#### Supplied material ####

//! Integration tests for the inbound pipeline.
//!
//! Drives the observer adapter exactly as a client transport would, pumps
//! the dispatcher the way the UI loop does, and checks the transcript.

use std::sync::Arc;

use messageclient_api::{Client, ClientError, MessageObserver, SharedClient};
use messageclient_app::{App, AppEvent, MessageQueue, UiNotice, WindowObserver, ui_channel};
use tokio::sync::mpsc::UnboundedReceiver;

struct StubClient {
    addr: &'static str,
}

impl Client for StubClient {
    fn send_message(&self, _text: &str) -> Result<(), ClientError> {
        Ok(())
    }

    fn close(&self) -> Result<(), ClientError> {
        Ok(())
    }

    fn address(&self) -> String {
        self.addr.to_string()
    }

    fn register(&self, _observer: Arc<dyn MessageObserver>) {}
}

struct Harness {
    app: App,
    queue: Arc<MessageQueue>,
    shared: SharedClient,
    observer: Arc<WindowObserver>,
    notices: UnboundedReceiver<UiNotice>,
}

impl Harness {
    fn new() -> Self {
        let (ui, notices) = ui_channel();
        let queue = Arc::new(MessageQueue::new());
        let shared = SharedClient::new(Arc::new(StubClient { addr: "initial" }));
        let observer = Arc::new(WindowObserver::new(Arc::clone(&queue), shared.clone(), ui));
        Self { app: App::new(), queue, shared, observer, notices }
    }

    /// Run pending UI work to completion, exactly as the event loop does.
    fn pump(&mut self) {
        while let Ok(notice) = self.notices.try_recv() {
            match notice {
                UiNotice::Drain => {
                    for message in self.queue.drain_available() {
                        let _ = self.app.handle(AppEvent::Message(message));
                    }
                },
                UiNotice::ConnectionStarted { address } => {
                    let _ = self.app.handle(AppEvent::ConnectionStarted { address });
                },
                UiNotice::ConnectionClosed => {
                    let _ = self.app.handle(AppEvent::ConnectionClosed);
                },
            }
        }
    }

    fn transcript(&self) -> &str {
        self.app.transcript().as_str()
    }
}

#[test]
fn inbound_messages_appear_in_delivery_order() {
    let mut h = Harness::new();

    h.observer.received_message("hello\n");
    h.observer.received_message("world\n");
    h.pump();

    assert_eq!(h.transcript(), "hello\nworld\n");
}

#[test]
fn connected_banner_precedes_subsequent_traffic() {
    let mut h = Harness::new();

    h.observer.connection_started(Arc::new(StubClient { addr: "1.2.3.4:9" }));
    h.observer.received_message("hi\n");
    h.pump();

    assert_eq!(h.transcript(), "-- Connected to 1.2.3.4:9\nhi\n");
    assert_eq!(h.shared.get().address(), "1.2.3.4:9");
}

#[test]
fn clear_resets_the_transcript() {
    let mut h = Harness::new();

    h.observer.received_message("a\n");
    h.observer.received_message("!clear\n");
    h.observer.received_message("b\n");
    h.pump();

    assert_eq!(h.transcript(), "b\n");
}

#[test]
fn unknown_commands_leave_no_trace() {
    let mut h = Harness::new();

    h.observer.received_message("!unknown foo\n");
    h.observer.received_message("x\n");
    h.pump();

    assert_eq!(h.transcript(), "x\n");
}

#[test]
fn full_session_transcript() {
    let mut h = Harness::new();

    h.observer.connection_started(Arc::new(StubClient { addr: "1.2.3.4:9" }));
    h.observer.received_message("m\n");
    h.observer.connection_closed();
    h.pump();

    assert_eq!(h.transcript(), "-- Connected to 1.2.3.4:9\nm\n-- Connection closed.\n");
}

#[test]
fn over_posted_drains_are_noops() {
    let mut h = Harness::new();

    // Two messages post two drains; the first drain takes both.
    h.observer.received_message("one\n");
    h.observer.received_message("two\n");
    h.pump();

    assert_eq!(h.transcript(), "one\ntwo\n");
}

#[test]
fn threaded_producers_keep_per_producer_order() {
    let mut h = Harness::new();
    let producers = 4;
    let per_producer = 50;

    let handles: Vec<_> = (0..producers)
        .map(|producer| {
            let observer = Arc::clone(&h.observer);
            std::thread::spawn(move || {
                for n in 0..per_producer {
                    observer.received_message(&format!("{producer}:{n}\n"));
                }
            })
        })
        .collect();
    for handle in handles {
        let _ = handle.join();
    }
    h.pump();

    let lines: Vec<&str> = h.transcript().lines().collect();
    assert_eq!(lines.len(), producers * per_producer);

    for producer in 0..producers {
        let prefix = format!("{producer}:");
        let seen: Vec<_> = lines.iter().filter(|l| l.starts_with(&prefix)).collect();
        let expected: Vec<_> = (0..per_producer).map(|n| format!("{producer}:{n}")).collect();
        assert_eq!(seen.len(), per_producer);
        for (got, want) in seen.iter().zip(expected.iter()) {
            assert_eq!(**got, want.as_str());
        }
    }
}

####

What the exercise asks:
Only lines holding the word "StubClient" belong in the answer; copy all of them from the records.

Answer for this exercise:
struct StubClient {
impl Client for StubClient {
        let shared = SharedClient::new(Arc::new(StubClient { addr: "initial" }));
    h.observer.connection_started(Arc::new(StubClient { addr: "1.2.3.4:9" }));
    h.observer.connection_started(Arc::new(StubClient { addr: "1.2.3.4:9" }));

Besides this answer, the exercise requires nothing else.